After the announcement of CMHCs new mortgage rules Last week, Canada’s other two mortgage insurers, Genworth Canada and Canada Guaranty, confirmed on Monday that they will not be following CMHC’s lead.
“Genworth MI Canada Inc …. confirms it has no plans to change its underwriting policy with regard to debt service ratio limits, minimum credit score and down payment requirements,” the company said in a statement. release.
Likewise Canada Guarantee said it “confirms that no underwriting changes are envisaged as a result of recent industry announcements.”
To summarize the changes to CMHC’s mortgage rules, the following will apply to insured mortgages (those with a down payment of less than 20%) from July 1, 2020:
- Maximum gross debt repayment (GDS) ratios will be reduced to 35% (from 39%)
- Maximum Total Debt Service (TDS) ratios will be reduced to 42% (from 44%)
- The minimum credit score required to qualify increases to 680 (from 600) for at least one household borrower
- Many non-traditional sources of down payment that “add to debt” will be banned
- However, it has been confirmed that borrowers can continue to use a loan from their RRSP through the Home Buyers Plan, a home equity line of credit (HELOC) on one of their second properties, or a HELOC on a property owned by their parents as the money is donated.
“We recognize the potential ‘pro-cyclical’ negative effects on the housing markets of CMHC’s decision to tighten adoption,” CMHC CEO Evan Siddall wrote on Twitter in response to criticism. “However, the benefits of preventing over-borrowing far outweigh these costs.

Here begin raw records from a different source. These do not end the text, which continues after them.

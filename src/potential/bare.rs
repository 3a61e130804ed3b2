/*
MIT License with postqe Attribution

Copyright (c) 2025 Ameyanagi

Based on or developed using Distribution: postqe
Copyright (c) 2016-2017 Quantum ESPRESSO Foundation and SISSA (Scuola Internazionale Superiore di Studi Avanzati).
All rights reserved.
*/

//! Bare (local pseudopotential) potential of the ions

use super::errors::{PotentialError, Result};
use crate::context::{AtomicPosition, AtomicSpecies, StructureContext};
use crate::grid::{Fft3, Mesh};
use crate::lattice::{LatticeBasis, Vector3D};
use crate::utils::constants::{E2, FOUR_PI};
use log::debug;
use ndarray::{Array3, Zip};
use num_complex::Complex64;
use std::path::Path;

/// Everything a local-potential evaluator may need
#[derive(Debug, Clone)]
pub struct LocalPotentialRequest<'a> {
    /// Lattice parameter in bohr
    pub alat: f64,
    /// Direct lattice vectors in units of `alat`
    pub direct: [Vector3D; 3],
    pub mesh: Mesh,
    pub atomic_positions: &'a [AtomicPosition],
    pub atomic_species: &'a [AtomicSpecies],
    pub pseudo_dir: &'a Path,
    /// Largest |G|² (bohr⁻²) to include
    pub ecut: f64,
}

impl<'a> LocalPotentialRequest<'a> {
    /// Request for `mesh` with the cell and atoms of `context`
    pub fn from_context(context: &'a StructureContext, mesh: Mesh) -> Self {
        Self {
            alat: context.alat,
            direct: context.direct_vectors(),
            mesh,
            atomic_positions: &context.atomic_positions,
            atomic_species: &context.atomic_species,
            pseudo_dir: &context.pseudo_dir,
            ecut: 2.0 * context.ecutrho,
        }
    }
}

/// Evaluates the local part of the ionic pseudopotential on a mesh
pub trait LocalPotentialEvaluator: Send + Sync {
    /// Real-space potential in Rydberg with the request's mesh shape
    fn evaluate(&self, request: &LocalPotentialRequest<'_>) -> Result<Array3<f64>>;
}

/// Bare potential of the ions in `context` on `mesh`
pub fn bare_potential(
    context: &StructureContext,
    mesh: Mesh,
    evaluator: &dyn LocalPotentialEvaluator,
) -> Result<Array3<f64>> {
    let request = LocalPotentialRequest::from_context(context, mesh);
    let potential = evaluator.evaluate(&request)?;
    if potential.dim() != mesh.shape() {
        return Err(PotentialError::ShapeMismatch(format!(
            "local potential has shape {:?}, expected the {} mesh",
            potential.dim(),
            mesh
        )));
    }
    Ok(potential)
}

/// Ions as Gaussian-smeared point charges of their valence
///
/// `V(G) = -4π e² Zv exp(-|G|²/4) / (Ω |G|²)` times the structure factor,
/// for `0 < |G|² ≤ ecut`. The `G = 0` term is left out, as it cancels
/// against the Hartree one.
#[derive(Debug, Clone, Copy, Default)]
pub struct GaussianIonPotential;

impl LocalPotentialEvaluator for GaussianIonPotential {
    fn evaluate(&self, request: &LocalPotentialRequest<'_>) -> Result<Array3<f64>> {
        let [a1, a2, a3] = request.direct;
        let basis = LatticeBasis::from_direct(a1, a2, a3)?;
        let alat = request.alat;
        let volume = basis.direct_volume() * alat.powi(3);

        let ions = request
            .atomic_positions
            .iter()
            .map(|atom| -> Result<(Vector3D, f64)> {
                let zv = request
                    .atomic_species
                    .iter()
                    .find(|s| s.name == atom.species)
                    .and_then(|s| s.valence_charge)
                    .ok_or_else(|| {
                        PotentialError::InvalidStructure(format!(
                            "no valence charge for species '{}'",
                            atom.species
                        ))
                    })?;
                Ok((Vector3D::from(atom.position) * alat, zv))
            })
            .collect::<Result<Vec<_>>>()?;
        debug!("gaussian ion potential for {} ions, cell volume {:.4}", ions.len(), volume);

        let mesh = request.mesh;
        let inv_alat = 1.0 / alat;
        let mut potential_g = Array3::<Complex64>::zeros(mesh.shape());
        Zip::indexed(&mut potential_g).par_for_each(|(x, y, z), value| {
            let g = basis.g_vector([mesh.fold(x, 0), mesh.fold(y, 1), mesh.fold(z, 2)]) * inv_alat;
            let g2 = g.norm_squared();
            if g2 == 0.0 || g2 > request.ecut {
                return;
            }
            let form = -FOUR_PI * E2 * (-g2 / 4.0).exp() / (volume * g2);
            let structure: Complex64 = ions
                .iter()
                .map(|(tau, zv)| Complex64::from_polar(*zv, -g.dot(tau)))
                .sum();
            *value = structure * form;
        });

        Fft3::new(mesh).inverse(&mut potential_g)?;
        Ok(potential_g.mapv(|v| v.re))
    }
}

Inaction also exposes young families to the tragic prospect of exclusion. “
Why the other insurers will not adopt the new rules
Commenting on his decision, Stuart Levings, president and CEO of Genworth Canada, said the current underwritten mortgage underwriting policy already allows the company to manage its risk exposure “prudently”.
“Genworth Canada believes that its risk management framework, dynamic underwriting policies and processes, and continuous monitoring of conditions and market developments allow it to prudently assess and manage its exposure to mortgage insurance,” said Levings, “including its exposure. to this segment of borrowers with lower credit scores or higher debt service ratios. “
Likewise, Canada Guaranty said it has been well served over the years by its existing underwriting criteria and sees no need to make adjustments now.
“Canada Guaranty uses a dynamic underwriting process that consistently updates our underwriting policy to reflect changing economic conditions and emerging mortgage default patterns,” said Mary Putnam, VP, Sales and Marketing of Canada Guaranty, in a press release, adding that this has resulted in the lowest loss ratio in the industry.
“Recent insurer announcements regarding down payment and minimum credit score represent a very small part of Canada Guaranty’s business, and we will remain cautious in these areas,” she said. “Given the implementation of the qualifying stress test and historical default patterns, Canada Guaranty does not expect borrowers’ debt service ratios at the time of origination to be a significant predictor of mortgage defaults.”
Observers saw the announcements as positive for borrowers who will continue to have some options in the markets if they are unable to meet CMHC’s stricter qualification standards.
“We love this decision,” commented Jaeme Gloyn, National Bank of Canada analyst. “The decision will help mitigate potential negative effects in the housing / mortgage market as we oppose tinkering with mortgage underwriting criteria in light of the COVID-driven housing market slowdown.”
NBC had estimated that CMHC’s new rules on debt service relationships and credit scores could have affected up to 20% of CMHC insured borrowers.
Consequences of the new CMHC mortgage rules
So what are the implications of CMHC’s new rules for borrowers looking for high ratio mortgages?
Benjamin Tal of CIBC estimates that the change means that about 5% of home buyers are no longer eligible for a mortgage.
For those who can, it means a reduction in their purchasing power.
“Fewer people are eligible for a mortgage, and if they do, the maximum they can borrow is about 10% or more less than it is now,” wrote Ross Taylor, a mortgage agent with Concierge Mortgage Group.
Taylor notes that a household earning $ 120,000 is currently eligible for a mortgage of about $ 565,000 plus insurance. With CMHC’s stricter rules, that same household would only qualify for a mortgage of about $ 502,000 plus insurance costs.
“… maintaining good credit hygiene is more important than ever when you want to buy a home, especially if you need mortgage insurance,” added Taylor.